Ricordo di Giovanni Carboni

Dopo una breve malattia si è spento oggi Giovanni Carboni.
Socio dal 2005 dell’Istituto Italiano di Preistoria e Protostoria, era una figura di riferimento per lo studio delle comunità neolitiche ed eneolitiche italiane, in particolare dell’Italia centrale.
Giovanni ha lavorato per più di 43 anni all’Università La Sapienza, 30 dei quali al Museo delle Origini, dove partecipava attivamente a tutte le attività sia di ambito scientifico che divulgativo. Oltre ad essere autore di alcuni saggi nella rivista Origini, ne curava la revisione grafica.
Bravissimo disegnatore, ottimo conoscitore dei materiali archeologici, paziente e meticoloso ricercatore di fonti bibliografiche, dotato di grande esperienza di scavo archeologico, era uno studioso appassionato e instancabile.
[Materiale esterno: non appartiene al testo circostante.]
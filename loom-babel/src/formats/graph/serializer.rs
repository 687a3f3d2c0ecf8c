//! Graph encoder
//!
//! One pre-order pass from the root emits the node entries and, for every parent/child
//! pair, one structural edge plus the matching `childrenIds`/`parentIds` cache entries.
//! Because all three come from the same traversal they always agree. The ids on the path
//! from the root sit on a stack indexed by depth, so the parent is always one entry up.

use super::{
    GraphDocument, GraphEdgeRecord, GraphNodeRecord, DEFAULT_GRAPH_NAME, NORMAL_GROUP,
};
use crate::error::FormatError;
use crate::formats::common::{epoch_millis, to_json};
use crate::tree::LoomTree;
use chrono::{DateTime, Utc};
use tracing::debug;

/// Encode a tree as compact graph JSON.
pub fn encode(tree: &LoomTree) -> Result<String, FormatError> {
    let document = encode_document(tree)?;
    to_json(&document, false)
}

/// Encode a tree as a graph document named [`DEFAULT_GRAPH_NAME`], stamped with the current time.
pub fn encode_document(tree: &LoomTree) -> Result<GraphDocument, FormatError> {
    encode_document_at(tree, DEFAULT_GRAPH_NAME, Utc::now())
}

/// Encode a tree as a graph document.
///
/// Fails when a node has no id or an id occurs twice.
pub fn encode_document_at(
    tree: &LoomTree,
    name: &str,
    captured_at: DateTime<Utc>,
) -> Result<GraphDocument, FormatError> {
    validate_ids(tree)?;

    let mut encoder = Encoder {
        timestamp: epoch_millis(captured_at),
        nodes: Vec::with_capacity(tree.node_count()),
        edges: Vec::with_capacity(tree.node_count().saturating_sub(1)),
    };
    let mut path: Vec<String> = Vec::new();
    for (depth, node) in tree.walk() {
        path.truncate(depth);
        let id = encoder.visit(node, path.last().map(String::as_str));
        path.push(id);
    }
    let root_id = path.into_iter().next().unwrap_or_default();

    debug!(
        nodes = encoder.nodes.len(),
        edges = encoder.edges.len(),
        "encoded graph document"
    );

    Ok(GraphDocument {
        nodes: encoder.nodes,
        edges: encoder.edges,
        name: name.to_string(),
        path_nodes: vec![root_id.clone()],
        focused_id: Some(root_id),
    })
}

fn validate_ids(tree: &LoomTree) -> Result<(), FormatError> {
    if let Some((_, node)) = tree.walk().find(|(_, node)| node.id.is_none()) {
        return Err(FormatError::SerializationError(format!(
            "graph format needs an id on every node, but node with text {:?} has none",
            truncate(&node.text)
        )));
    }
    let duplicates = tree.duplicate_ids();
    if !duplicates.is_empty() {
        return Err(FormatError::SerializationError(format!(
            "graph format needs unique node ids, but these repeat: {}",
            duplicates.join(", ")
        )));
    }
    Ok(())
}

fn truncate(text: &str) -> String {
    text.chars().take(30).collect()
}

struct Encoder {
    timestamp: i64,
    nodes: Vec<GraphNodeRecord>,
    edges: Vec<GraphEdgeRecord>,
}

impl Encoder {
    /// Emits `node` and the edge from its parent, returning the node's id.
    fn visit(&mut self, node: &LoomTree, parent: Option<&str>) -> String {
        let id = node.id.clone().unwrap_or_default();
        if let Some(parent) = parent {
            self.edges.push(GraphEdgeRecord::parent(parent, id.clone()));
        }
        self.nodes.push(GraphNodeRecord {
            id: id.clone(),
            text: node.text.clone(),
            children_ids: node
                .children
                .iter()
                .map(|child| child.id.clone().unwrap_or_default())
                .collect(),
            parent_ids: parent.map(str::to_string).into_iter().collect(),
            group: NORMAL_GROUP.to_string(),
            visible: true,
            tags: Vec::new(),
            created_at: Some(self.timestamp),
            last_visited: Some(self.timestamp),
            last_updated: Some(self.timestamp),
            logprobs: None,
            generation_settings: None,
            label: String::new(),
        });
        id
    }
}
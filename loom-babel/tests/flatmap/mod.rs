//! Flat-map format against fixtures.

use crate::common::{fixture, shape, story};
use loom_babel::format::Format;
use loom_babel::formats::flatmap::{self, FlatMapFormat};
use loom_babel::FormatError;

#[test]
fn test_decode_fixture() {
    let tree = flatmap::decode(&fixture("story.flatmap.json")).unwrap();

    assert_eq!(shape(&tree), shape(&story()));
    assert_eq!(
        tree.id.as_deref(),
        Some("7c1d5a52-3f8e-4d2b-9a61-0e4f1b2c3d4e")
    );
}

#[test]
fn test_decode_two_roots() {
    let tree = flatmap::decode(&fixture("two_roots.flatmap.json")).unwrap();

    assert_eq!(tree.text, "");
    assert_eq!(tree.children.len(), 2);
    assert_eq!(tree.children[0].id.as_deref(), Some("first"));
    assert_eq!(tree.children[0].children.len(), 1);
    assert_eq!(tree.children[1].id.as_deref(), Some("second"));
    assert_eq!(tree.node_count(), 4);
}

#[test]
fn test_synthetic_root_ids_differ_between_calls() {
    let source = fixture("two_roots.flatmap.json");
    let first = flatmap::decode(&source).unwrap();
    let second = flatmap::decode(&source).unwrap();
    assert_ne!(first.id, second.id);
}

#[test]
fn test_encode_story_keeps_shape() {
    let json = FlatMapFormat.serialize(&story()).unwrap();
    let decoded = FlatMapFormat.parse(&json).unwrap();
    assert_eq!(shape(&decoded), shape(&story()));
}

#[test]
fn test_encode_single_node() {
    let doc = flatmap::encode(&loom_babel::LoomTree::new("x", "X"));
    let value = serde_json::to_value(&doc).unwrap();

    let nodes = value["nodes"].as_object().unwrap();
    assert_eq!(nodes.len(), 1);
    let (id, record) = nodes.iter().next().unwrap();
    assert!(record["parentId"].is_null());
    assert_eq!(value["current"], serde_json::Value::String(id.clone()));
    assert_eq!(value["hoisted"], serde_json::json!([]));
    assert!(value["generating"].is_null());
}

#[test]
fn test_dangling_parent_is_reported() {
    let source = fixture("story.flatmap.json").replacen(
        "\"parentId\": \"b2a4c6e8-1d3f-4a5b-8c7d-9e0f1a2b3c4d\"",
        "\"parentId\": \"deleted-node\"",
        1,
    );
    match flatmap::decode(&source) {
        Err(FormatError::MalformedInput(msg)) => assert!(msg.contains("deleted-node")),
        other => panic!("Expected MalformedInput, got {other:?}"),
    }
}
Grazie a queste capacità, unite alla sua determinazione e puntiglio, è riuscito a portare a termine in maniera encomiabile l’edizione completa di oltre 30 anni di scavi e ricerche nell’area romana, da lui condotte al fianco di Anna Paola Anzidei e di tanti colleghi e collaboratori. “Roma prima del mito” è l’opera a cui Giovanni ha dedicato tutto sé stesso in questi ultimi anni, consapevole del valore inestimabile che ha, per tutta la comunità scientifica, la pubblicazione esaustiva dei dati archeologici.
Ricorderemo Giovanni non solo per il valore scientifico delle sue ricerche, ma anche per le sue doti umane. Era una persona gioviale, sempre disponibile a consigliare, suggerire, ascoltare e, forse proprio per questo, è stato particolarmente apprezzato da tante generazioni di studenti.